### RECORDS FOR THIS TASK:
####
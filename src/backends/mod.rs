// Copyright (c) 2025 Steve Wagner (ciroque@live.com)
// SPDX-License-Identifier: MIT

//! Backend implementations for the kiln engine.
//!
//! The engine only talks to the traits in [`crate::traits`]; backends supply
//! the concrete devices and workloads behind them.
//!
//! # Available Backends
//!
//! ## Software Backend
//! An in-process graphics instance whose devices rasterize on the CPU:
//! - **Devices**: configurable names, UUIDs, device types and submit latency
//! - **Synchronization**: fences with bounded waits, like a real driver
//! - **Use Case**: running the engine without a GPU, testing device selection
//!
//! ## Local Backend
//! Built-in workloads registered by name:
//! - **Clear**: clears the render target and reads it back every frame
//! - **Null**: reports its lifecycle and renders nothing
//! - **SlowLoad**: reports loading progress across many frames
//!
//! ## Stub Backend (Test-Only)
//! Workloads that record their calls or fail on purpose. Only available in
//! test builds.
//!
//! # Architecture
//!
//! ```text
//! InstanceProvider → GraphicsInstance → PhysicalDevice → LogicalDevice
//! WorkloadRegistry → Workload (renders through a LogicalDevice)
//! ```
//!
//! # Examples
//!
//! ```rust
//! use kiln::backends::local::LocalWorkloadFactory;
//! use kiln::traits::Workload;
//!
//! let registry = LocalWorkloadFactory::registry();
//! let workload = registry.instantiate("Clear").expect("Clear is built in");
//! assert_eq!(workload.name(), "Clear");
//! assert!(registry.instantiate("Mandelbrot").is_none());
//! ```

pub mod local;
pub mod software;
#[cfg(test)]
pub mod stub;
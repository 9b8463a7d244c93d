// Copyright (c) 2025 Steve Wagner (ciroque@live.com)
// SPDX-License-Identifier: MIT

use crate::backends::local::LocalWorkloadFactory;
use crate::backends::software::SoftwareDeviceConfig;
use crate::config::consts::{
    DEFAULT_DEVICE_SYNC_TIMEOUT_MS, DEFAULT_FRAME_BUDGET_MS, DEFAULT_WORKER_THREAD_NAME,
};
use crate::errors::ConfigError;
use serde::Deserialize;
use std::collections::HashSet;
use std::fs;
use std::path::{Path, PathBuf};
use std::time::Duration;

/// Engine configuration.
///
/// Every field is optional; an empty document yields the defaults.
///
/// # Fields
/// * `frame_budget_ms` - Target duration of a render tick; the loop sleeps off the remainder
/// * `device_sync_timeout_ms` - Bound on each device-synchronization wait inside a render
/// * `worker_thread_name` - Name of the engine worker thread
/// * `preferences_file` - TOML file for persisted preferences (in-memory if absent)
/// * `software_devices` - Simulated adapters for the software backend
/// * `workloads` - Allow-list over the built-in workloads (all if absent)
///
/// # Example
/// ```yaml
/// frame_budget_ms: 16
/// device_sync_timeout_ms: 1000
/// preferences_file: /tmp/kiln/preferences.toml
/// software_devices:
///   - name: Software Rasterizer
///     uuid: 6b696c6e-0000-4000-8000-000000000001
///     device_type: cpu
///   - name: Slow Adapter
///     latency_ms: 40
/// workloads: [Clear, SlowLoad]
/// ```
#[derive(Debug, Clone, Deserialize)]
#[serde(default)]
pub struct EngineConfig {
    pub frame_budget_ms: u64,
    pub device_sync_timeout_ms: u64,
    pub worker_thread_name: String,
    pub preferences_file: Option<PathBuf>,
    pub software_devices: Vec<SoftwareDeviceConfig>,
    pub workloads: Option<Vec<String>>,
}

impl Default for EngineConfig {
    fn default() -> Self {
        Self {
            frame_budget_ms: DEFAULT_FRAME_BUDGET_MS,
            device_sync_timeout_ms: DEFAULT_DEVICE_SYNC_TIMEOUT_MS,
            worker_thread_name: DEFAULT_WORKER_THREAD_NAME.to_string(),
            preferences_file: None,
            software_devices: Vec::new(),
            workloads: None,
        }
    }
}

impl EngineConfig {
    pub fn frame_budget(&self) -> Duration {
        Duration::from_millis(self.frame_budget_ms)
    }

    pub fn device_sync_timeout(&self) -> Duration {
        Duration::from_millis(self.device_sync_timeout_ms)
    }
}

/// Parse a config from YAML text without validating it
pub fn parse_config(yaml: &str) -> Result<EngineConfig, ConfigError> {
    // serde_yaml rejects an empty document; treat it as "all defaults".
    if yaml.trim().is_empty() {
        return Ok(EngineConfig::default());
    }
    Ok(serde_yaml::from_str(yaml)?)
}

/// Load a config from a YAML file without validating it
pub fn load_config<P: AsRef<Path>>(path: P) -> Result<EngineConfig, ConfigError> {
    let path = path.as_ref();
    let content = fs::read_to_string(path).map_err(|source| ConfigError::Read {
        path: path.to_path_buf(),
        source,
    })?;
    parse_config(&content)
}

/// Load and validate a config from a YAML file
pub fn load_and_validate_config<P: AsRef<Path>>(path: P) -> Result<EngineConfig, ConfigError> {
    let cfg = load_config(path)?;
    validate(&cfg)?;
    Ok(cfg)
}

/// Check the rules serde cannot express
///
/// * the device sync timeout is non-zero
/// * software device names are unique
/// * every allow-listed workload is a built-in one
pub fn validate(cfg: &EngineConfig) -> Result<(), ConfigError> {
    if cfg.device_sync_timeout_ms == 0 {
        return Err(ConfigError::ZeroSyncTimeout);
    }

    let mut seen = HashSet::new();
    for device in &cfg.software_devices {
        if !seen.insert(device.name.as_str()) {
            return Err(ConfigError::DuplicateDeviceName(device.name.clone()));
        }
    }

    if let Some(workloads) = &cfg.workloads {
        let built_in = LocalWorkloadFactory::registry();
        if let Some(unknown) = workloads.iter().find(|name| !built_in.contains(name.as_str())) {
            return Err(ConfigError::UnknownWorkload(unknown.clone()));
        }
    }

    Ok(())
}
####
### ACTIVITY:
Word for word, restate the lines of the listing above starting at the line with "Ok(serde_yaml::from_str(yaml)?)" and ending at the line with "validate a config from a YAML file", and nothing outside them.

### ANSWER AREA:
    Ok(serde_yaml::from_str(yaml)?)
}

/// Load a config from a YAML file without validating it
pub fn load_config<P: AsRef<Path>>(path: P) -> Result<EngineConfig, ConfigError> {
    let path = path.as_ref();
    let content = fs::read_to_string(path).map_err(|source| ConfigError::Read {
        path: path.to_path_buf(),
        source,
    })?;
    parse_config(&content)
}

/// Load and validate a config from a YAML file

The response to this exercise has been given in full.